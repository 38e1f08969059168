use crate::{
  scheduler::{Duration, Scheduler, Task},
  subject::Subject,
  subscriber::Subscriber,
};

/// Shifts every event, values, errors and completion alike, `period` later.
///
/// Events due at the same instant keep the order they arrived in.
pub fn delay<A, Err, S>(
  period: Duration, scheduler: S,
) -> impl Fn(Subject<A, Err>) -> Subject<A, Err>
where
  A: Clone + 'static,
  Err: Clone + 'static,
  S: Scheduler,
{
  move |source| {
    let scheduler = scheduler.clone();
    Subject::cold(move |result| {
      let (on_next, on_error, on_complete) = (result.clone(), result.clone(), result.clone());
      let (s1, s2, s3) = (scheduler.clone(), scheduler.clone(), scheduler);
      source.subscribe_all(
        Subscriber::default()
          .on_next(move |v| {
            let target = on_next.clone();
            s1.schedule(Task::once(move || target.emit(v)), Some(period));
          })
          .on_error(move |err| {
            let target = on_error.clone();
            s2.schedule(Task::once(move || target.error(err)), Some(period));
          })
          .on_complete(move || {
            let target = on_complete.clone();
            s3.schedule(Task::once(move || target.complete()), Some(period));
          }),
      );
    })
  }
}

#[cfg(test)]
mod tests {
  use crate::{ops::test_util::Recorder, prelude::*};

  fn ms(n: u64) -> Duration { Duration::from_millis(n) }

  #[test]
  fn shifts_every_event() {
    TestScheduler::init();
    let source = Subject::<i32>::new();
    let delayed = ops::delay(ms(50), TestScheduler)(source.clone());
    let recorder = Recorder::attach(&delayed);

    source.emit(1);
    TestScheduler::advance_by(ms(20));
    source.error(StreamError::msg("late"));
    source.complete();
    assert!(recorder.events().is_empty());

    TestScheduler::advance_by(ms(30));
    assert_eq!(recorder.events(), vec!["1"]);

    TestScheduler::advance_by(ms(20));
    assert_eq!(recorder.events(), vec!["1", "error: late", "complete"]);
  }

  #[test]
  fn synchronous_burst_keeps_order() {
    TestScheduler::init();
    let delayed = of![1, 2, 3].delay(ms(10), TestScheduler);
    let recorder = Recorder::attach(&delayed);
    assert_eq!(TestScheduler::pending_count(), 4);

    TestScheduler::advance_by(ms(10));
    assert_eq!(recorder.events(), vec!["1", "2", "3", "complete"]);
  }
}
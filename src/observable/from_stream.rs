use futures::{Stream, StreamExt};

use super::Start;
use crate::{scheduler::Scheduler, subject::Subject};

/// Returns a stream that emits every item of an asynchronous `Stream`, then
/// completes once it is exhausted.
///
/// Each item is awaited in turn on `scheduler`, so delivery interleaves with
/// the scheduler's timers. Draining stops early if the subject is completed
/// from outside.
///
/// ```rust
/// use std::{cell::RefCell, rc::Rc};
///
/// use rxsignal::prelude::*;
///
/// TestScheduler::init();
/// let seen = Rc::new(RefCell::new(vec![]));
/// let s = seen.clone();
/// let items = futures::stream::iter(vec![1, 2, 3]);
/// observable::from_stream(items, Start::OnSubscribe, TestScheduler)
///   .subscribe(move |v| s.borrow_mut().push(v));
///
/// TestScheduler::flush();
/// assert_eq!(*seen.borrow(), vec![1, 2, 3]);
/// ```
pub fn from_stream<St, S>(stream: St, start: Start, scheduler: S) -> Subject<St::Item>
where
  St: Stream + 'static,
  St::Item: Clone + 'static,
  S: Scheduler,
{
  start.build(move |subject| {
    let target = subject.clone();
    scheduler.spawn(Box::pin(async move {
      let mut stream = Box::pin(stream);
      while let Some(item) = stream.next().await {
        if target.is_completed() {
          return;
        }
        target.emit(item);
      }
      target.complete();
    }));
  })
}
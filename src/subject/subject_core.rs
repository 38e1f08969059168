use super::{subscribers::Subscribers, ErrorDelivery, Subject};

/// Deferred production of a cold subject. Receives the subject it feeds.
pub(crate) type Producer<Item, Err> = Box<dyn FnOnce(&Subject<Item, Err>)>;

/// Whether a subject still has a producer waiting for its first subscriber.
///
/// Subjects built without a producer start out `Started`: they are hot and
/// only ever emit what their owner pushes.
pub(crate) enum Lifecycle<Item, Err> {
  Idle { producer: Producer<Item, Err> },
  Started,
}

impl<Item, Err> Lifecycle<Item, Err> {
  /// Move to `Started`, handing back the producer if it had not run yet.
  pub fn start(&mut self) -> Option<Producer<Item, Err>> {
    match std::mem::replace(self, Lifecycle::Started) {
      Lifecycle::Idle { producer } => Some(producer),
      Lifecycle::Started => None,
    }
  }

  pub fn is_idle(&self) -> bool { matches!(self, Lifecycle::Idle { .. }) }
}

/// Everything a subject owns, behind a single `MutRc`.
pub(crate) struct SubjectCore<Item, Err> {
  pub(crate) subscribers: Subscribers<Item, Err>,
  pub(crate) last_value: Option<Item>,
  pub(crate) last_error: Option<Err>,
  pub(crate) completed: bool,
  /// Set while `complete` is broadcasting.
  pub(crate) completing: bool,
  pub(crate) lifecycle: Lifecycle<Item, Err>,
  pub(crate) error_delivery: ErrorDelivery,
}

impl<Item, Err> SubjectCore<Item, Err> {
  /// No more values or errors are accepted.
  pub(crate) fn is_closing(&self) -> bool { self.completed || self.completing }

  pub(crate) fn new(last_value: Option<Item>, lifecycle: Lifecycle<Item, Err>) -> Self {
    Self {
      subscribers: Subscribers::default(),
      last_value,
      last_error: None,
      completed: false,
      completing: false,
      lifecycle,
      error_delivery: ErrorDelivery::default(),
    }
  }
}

* * *

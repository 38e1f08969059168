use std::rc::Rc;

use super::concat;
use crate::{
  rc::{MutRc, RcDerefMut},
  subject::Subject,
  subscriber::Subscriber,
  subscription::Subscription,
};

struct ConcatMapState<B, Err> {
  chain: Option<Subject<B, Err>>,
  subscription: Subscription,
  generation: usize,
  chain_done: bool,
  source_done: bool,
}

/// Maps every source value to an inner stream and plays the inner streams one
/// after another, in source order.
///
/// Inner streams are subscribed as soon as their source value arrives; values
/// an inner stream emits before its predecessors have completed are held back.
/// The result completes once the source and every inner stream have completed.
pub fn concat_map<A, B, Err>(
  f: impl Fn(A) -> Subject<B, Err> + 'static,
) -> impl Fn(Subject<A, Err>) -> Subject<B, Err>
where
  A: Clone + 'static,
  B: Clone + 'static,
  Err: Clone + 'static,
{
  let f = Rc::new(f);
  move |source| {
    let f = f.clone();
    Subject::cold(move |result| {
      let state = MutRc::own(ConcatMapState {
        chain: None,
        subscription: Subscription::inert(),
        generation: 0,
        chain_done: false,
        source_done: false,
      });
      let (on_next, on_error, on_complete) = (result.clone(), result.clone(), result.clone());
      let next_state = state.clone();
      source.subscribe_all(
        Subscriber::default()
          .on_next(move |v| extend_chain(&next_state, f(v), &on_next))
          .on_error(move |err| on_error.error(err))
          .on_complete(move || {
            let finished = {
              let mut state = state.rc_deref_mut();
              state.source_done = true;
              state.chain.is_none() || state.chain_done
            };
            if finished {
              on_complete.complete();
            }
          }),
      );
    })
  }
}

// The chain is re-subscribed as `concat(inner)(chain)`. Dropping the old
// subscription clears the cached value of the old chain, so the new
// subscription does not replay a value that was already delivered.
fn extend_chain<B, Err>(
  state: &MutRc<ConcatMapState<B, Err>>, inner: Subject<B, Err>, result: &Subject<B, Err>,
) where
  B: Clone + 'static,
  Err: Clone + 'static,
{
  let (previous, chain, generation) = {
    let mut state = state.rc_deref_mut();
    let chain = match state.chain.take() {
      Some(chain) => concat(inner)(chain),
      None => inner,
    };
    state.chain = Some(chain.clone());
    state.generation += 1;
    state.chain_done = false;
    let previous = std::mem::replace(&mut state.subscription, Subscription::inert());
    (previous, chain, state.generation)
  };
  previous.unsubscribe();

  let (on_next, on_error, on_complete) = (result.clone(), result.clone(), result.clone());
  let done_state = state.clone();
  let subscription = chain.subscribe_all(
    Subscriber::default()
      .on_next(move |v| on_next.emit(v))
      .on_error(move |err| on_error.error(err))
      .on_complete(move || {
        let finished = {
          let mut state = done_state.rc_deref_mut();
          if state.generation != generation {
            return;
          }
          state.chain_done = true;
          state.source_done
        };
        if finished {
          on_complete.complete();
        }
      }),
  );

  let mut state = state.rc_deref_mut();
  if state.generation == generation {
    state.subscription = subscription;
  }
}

---

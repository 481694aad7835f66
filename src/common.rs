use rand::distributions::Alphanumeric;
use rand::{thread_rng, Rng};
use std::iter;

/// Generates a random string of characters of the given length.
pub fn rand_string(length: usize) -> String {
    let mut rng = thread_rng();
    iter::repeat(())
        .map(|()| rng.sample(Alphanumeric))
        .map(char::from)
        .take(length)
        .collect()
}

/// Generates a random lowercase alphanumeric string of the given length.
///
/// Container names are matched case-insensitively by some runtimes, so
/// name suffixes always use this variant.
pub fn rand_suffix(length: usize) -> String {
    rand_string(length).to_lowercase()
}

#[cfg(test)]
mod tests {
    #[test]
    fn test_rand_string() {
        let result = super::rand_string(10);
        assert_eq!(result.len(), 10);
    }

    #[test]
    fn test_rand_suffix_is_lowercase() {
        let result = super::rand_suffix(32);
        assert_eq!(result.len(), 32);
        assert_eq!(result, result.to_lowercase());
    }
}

§ ASSIGNMENT
Given the records above, restate word for word only the lines starting at the one with "target.emit(item);" and ending at the one with "subject it feeds.".

§ ANSWER BOX
        target.emit(item);
      }
      target.complete();
    }));
  })
}
filename src/subject/subject_core.rs
repository 38e1f08969059168
use super::{subscribers::Subscribers, ErrorDelivery, Subject};

/// Deferred production of a cold subject. Receives the subject it feeds.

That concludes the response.